The answer must consist of every line from the entries below that contains the word "text".

★ ★ ★ ★

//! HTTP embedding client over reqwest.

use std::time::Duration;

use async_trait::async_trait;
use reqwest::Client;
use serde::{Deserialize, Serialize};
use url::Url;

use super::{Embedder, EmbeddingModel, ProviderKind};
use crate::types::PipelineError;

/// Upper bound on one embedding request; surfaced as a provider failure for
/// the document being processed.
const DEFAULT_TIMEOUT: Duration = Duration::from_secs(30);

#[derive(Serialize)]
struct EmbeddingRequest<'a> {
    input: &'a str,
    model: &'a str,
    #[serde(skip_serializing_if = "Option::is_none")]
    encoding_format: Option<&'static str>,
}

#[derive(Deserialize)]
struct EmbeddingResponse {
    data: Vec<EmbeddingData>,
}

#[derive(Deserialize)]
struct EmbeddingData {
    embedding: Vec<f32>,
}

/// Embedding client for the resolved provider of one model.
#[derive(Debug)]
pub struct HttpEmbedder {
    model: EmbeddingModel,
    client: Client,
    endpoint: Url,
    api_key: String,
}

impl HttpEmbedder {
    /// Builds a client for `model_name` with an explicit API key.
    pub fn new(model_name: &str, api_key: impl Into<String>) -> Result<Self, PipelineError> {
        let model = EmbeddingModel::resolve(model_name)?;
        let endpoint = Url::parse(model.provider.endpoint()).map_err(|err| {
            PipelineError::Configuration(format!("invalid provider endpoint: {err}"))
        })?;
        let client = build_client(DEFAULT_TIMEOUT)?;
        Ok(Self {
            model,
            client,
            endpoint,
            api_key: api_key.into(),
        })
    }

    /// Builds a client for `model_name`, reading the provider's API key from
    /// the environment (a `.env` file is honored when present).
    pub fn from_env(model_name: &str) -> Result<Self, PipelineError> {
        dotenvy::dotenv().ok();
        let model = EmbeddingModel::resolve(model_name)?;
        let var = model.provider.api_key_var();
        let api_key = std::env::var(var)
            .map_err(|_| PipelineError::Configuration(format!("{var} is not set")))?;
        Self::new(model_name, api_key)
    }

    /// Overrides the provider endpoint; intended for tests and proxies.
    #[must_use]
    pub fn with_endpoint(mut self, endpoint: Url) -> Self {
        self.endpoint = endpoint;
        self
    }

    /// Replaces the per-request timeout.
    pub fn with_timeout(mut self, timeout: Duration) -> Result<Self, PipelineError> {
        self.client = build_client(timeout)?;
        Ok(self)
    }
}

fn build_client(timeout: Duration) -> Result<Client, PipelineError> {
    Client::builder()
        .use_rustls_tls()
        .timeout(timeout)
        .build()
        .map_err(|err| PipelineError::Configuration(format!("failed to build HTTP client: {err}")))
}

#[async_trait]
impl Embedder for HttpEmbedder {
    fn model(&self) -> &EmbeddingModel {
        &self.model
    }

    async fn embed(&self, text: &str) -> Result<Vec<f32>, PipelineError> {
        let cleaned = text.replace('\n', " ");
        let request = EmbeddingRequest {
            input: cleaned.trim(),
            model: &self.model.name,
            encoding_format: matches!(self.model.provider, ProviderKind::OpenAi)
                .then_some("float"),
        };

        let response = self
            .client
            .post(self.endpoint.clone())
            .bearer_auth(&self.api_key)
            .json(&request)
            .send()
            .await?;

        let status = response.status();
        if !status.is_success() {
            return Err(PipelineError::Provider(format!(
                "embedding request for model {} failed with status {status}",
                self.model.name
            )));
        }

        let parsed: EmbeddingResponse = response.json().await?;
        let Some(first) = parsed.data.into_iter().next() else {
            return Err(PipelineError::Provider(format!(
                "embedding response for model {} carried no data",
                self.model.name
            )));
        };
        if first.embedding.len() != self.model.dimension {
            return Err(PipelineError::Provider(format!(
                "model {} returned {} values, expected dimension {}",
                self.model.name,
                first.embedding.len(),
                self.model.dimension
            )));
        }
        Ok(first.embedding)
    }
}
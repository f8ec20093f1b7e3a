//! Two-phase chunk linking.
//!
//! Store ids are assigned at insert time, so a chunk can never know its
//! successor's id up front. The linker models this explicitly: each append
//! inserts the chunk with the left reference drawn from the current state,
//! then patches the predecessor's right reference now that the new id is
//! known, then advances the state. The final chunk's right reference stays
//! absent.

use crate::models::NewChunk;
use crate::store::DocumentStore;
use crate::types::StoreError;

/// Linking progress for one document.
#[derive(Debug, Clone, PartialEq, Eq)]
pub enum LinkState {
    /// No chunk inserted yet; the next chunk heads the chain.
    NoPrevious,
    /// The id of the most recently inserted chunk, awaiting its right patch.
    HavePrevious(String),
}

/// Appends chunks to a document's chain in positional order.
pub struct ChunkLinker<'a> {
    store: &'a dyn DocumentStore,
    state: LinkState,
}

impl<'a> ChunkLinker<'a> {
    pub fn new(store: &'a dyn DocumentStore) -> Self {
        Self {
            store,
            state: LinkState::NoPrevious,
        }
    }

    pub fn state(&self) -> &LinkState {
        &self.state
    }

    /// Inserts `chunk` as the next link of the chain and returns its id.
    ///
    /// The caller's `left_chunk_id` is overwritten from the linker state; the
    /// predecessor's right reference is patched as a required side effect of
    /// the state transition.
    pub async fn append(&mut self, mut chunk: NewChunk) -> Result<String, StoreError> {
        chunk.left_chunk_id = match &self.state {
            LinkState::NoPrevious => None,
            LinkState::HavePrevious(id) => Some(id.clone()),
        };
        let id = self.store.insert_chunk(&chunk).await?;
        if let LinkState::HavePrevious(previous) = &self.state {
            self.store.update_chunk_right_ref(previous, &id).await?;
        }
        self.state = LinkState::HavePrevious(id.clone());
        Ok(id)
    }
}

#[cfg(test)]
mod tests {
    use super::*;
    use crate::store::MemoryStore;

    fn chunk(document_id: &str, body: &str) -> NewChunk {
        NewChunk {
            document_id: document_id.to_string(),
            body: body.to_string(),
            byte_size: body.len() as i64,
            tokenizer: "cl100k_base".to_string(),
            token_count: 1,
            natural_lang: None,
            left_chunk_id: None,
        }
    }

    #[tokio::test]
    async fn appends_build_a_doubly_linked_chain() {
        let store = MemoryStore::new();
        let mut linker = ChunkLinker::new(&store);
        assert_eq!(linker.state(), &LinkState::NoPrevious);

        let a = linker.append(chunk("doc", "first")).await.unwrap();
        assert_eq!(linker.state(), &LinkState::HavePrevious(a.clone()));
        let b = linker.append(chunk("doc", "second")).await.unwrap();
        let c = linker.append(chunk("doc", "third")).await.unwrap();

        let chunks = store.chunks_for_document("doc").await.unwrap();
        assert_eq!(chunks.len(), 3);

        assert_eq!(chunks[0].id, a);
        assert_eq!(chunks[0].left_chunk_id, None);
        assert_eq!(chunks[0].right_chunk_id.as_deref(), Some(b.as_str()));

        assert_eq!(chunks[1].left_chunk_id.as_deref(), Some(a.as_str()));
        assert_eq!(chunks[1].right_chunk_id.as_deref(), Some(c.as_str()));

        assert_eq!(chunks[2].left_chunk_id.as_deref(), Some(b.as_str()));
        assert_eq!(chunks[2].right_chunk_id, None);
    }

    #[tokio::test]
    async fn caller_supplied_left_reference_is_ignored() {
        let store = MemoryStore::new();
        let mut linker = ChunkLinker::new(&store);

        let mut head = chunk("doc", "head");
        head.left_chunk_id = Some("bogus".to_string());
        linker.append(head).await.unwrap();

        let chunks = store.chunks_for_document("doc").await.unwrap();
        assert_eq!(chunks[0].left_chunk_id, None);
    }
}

★ ★ ★ ★

◆ **Final answer**
    async fn embed(&self, text: &str) -> Result<Vec<f32>, PipelineError> {
        let cleaned = text.replace('\n', " ");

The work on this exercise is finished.